Source records:

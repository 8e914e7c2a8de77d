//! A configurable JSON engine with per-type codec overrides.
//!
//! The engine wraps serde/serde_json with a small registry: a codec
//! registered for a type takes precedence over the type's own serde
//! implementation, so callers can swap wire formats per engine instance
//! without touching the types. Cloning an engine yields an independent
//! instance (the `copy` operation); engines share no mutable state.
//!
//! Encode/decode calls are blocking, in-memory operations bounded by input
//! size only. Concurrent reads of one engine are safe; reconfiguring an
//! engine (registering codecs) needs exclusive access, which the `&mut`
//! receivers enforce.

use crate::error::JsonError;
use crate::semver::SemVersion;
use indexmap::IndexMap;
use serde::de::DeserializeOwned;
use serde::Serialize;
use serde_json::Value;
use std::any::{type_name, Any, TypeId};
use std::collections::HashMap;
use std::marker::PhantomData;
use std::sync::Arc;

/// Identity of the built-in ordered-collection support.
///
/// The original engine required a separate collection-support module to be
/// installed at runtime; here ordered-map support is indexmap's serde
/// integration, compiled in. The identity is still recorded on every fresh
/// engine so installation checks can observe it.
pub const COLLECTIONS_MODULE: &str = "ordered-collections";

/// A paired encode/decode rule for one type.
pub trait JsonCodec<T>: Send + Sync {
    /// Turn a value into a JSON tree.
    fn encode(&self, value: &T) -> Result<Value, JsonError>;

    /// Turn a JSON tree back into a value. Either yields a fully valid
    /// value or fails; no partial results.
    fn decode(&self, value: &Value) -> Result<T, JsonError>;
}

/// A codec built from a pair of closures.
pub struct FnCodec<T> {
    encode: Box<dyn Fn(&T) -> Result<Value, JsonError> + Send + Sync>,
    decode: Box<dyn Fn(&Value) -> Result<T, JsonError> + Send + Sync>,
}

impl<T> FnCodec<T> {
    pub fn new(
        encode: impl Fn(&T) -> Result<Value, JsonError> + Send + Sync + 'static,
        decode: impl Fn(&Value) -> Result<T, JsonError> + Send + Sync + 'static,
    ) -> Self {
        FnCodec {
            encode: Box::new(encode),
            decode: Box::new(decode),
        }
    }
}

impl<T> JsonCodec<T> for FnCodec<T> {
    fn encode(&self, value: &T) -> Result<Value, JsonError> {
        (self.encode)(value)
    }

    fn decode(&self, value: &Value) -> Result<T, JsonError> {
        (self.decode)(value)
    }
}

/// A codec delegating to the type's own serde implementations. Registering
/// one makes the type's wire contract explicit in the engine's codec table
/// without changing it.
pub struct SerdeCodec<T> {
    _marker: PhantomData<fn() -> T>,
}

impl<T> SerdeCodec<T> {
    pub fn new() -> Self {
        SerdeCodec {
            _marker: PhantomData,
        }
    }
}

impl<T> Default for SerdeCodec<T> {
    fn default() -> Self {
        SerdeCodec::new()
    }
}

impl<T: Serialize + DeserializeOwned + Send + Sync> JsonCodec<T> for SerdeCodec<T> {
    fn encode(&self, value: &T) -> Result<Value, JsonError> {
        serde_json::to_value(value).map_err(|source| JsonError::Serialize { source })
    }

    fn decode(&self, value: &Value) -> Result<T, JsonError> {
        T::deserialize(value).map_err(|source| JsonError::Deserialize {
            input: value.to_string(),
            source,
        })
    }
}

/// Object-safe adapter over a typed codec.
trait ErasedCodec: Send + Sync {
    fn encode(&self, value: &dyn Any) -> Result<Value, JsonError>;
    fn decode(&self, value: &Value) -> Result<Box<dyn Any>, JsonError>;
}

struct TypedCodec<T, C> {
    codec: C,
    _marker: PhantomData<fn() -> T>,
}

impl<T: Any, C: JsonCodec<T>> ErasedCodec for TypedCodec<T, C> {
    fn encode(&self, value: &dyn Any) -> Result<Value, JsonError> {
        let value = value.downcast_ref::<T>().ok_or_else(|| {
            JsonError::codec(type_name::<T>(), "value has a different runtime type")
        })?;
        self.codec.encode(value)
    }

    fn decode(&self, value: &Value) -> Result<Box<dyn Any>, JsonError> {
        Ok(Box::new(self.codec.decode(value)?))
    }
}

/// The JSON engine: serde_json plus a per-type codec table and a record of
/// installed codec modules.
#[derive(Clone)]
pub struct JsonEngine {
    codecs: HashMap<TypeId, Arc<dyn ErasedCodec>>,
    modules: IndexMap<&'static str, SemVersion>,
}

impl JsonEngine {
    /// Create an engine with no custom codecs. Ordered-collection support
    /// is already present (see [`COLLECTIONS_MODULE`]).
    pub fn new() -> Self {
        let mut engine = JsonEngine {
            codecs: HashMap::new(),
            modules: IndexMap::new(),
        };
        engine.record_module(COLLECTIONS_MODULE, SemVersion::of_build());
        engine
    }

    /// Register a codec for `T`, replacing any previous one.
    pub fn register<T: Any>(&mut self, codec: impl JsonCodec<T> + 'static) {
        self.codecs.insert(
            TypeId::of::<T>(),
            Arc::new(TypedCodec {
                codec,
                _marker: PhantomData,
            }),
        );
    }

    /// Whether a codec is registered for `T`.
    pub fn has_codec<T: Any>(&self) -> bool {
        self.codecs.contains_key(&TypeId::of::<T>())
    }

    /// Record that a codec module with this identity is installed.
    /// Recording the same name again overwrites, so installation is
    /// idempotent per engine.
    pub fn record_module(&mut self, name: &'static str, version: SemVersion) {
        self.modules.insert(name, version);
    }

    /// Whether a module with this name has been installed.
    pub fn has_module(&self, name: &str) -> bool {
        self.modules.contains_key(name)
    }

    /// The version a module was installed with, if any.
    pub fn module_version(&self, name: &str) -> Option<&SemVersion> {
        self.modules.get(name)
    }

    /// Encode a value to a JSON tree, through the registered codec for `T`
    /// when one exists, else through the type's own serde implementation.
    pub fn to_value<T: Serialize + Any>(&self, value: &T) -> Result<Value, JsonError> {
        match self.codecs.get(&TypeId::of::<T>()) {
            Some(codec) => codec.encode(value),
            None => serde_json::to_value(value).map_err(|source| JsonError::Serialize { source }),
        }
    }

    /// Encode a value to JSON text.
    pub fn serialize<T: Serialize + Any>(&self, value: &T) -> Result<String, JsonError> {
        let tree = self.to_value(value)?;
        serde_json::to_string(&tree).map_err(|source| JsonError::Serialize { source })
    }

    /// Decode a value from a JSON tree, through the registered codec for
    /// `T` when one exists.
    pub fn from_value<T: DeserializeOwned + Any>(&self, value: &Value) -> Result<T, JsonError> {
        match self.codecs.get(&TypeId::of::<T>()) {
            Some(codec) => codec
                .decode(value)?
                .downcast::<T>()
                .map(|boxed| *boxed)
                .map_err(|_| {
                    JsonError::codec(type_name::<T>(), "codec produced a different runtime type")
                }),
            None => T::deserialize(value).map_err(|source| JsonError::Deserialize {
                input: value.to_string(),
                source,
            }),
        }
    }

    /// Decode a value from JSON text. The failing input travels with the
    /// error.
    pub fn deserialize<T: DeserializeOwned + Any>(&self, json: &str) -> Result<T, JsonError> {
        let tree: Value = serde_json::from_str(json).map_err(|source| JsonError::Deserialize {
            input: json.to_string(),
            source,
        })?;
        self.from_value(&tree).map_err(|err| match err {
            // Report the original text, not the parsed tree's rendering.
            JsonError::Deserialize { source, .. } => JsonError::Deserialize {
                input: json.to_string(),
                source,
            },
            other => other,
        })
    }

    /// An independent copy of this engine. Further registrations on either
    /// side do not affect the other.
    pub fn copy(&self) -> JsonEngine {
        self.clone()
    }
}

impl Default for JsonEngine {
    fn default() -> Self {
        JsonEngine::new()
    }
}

### What the task asks
Retype exactly the lines of the data above that fall between the line with "with, if any." and the line with "pub fn from_value<T: DeserializeOwned", inclusive, and add nothing.

### Exercise output
    /// The version a module was installed with, if any.
    pub fn module_version(&self, name: &str) -> Option<&SemVersion> {
        self.modules.get(name)
    }

    /// Encode a value to a JSON tree, through the registered codec for `T`
    /// when one exists, else through the type's own serde implementation.
    pub fn to_value<T: Serialize + Any>(&self, value: &T) -> Result<Value, JsonError> {
        match self.codecs.get(&TypeId::of::<T>()) {
            Some(codec) => codec.encode(value),
            None => serde_json::to_value(value).map_err(|source| JsonError::Serialize { source }),
        }
    }

    /// Encode a value to JSON text.
    pub fn serialize<T: Serialize + Any>(&self, value: &T) -> Result<String, JsonError> {
        let tree = self.to_value(value)?;
        serde_json::to_string(&tree).map_err(|source| JsonError::Serialize { source })
    }

    /// Decode a value from a JSON tree, through the registered codec for
    /// `T` when one exists.
    pub fn from_value<T: DeserializeOwned + Any>(&self, value: &Value) -> Result<T, JsonError> {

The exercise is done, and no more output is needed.